IPW Sebut Pengungkapan Kasus Vina dan Eky Sudah Rusak Sejak ‘Lahir’ 

TRIBUNNEWS.COM, JAKARTA – Presiden Kepolisian Republik Indonesia (IPW), Sugeng Teguh Santoso mengutarakan isu meninggalnya Vina dan Eky asal Cirebon yang sudah memasuki era baru.

Di sana, Pengadilan Negeri Bandung membenarkan permohonan praperadilan yang diajukan Pegi Setiawan terkait surat perintah tersangka dari Polda Jawa.

Hakim Tunggal Eman Sulaeman memutuskan pembunuhan Vina dan Eki yang dilakukan terdakwa Pegi Setiawan di luar batas kewajaran. Kini, Pegi Setiawan harus merelakan.

Sugeng pun mengatakan, pemberitaan meninggalnya Vina dan Eky pada 2016 lalu sudah salah sejak awal.
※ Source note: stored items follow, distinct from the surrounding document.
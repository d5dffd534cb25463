//! Frame timing.

use std::time::{Duration, Instant};

/// Deltas above this are clamped so a long stall (debugger, window drag)
/// does not hand a huge step to the frame loop.
const MAX_FRAME_DELTA: Duration = Duration::from_millis(250);

/// Measures per-frame delta time and total run time.
#[derive(Debug)]
pub struct FrameTimer {
    start: Instant,
    last_tick: Instant,
    frames: u64,
}

impl FrameTimer {
    pub fn new() -> Self {
        let now = Instant::now();
        Self {
            start: now,
            last_tick: now,
            frames: 0,
        }
    }

    /// Time since the timer was created or last reset.
    pub fn elapsed(&self) -> Duration {
        self.start.elapsed()
    }

    /// Advances one frame and returns the clamped delta in seconds.
    pub fn tick(&mut self) -> f32 {
        let now = Instant::now();
        self.tick_at(now)
    }

    fn tick_at(&mut self, now: Instant) -> f32 {
        let delta = now.saturating_duration_since(self.last_tick);
        self.last_tick = now;
        self.frames += 1;
        delta.min(MAX_FRAME_DELTA).as_secs_f32()
    }

    /// Number of ticks since creation or last reset.
    pub fn frames(&self) -> u64 {
        self.frames
    }

    /// Average frames per second over the timer's lifetime.
    pub fn average_fps(&self) -> f64 {
        let secs = self.elapsed().as_secs_f64();
        if secs > 0.0 {
            self.frames as f64 / secs
        } else {
            0.0
        }
    }

    pub fn reset(&mut self) {
        let now = Instant::now();
        self.start = now;
        self.last_tick = now;
        self.frames = 0;
    }
}

impl Default for FrameTimer {
    fn default() -> Self {
        Self::new()
    }
}

#[cfg(test)]
mod tests {
    use super::*;

    #[test]
    fn test_tick_counts_frames() {
        let mut timer = FrameTimer::new();
        timer.tick();
        timer.tick();
        assert_eq!(timer.frames(), 2);

        timer.reset();
        assert_eq!(timer.frames(), 0);
    }

    #[test]
    fn test_tick_clamps_long_stalls() {
        let mut timer = FrameTimer::new();
        let later = timer.last_tick + Duration::from_secs(5);
        let delta = timer.tick_at(later);
        assert!((delta - MAX_FRAME_DELTA.as_secs_f32()).abs() < f32::EPSILON);
    }

    #[test]
    fn test_tick_reports_short_deltas_unchanged() {
        let mut timer = FrameTimer::new();
        let later = timer.last_tick + Duration::from_millis(16);
        let delta = timer.tick_at(later);
        assert!((delta - 0.016).abs() < 1e-6);
    }
}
Sugeng mengatakan, ini yang terbaru, dari penetapan tiga orang yang masuk dalam daftar pencarian orang (DPO) Polda Jabar, hanya satu orang yang diamankan dan ditetapkan sebagai tersangka, yakni Pegi Setiawan.

Sementara dua DPO lainnya yakni Dhani dan Andika atau Dika disebutkan dalam legenda tersebut.

Hal itu diungkapkan Sugeng dalam wawancara eksklusif dengan Direktur Pemberitaan Tribun Network, Febby Mahendra Putra di Studio Tribunnews, Palmerah, Jakarta, Rabu (10/7/2024) malam.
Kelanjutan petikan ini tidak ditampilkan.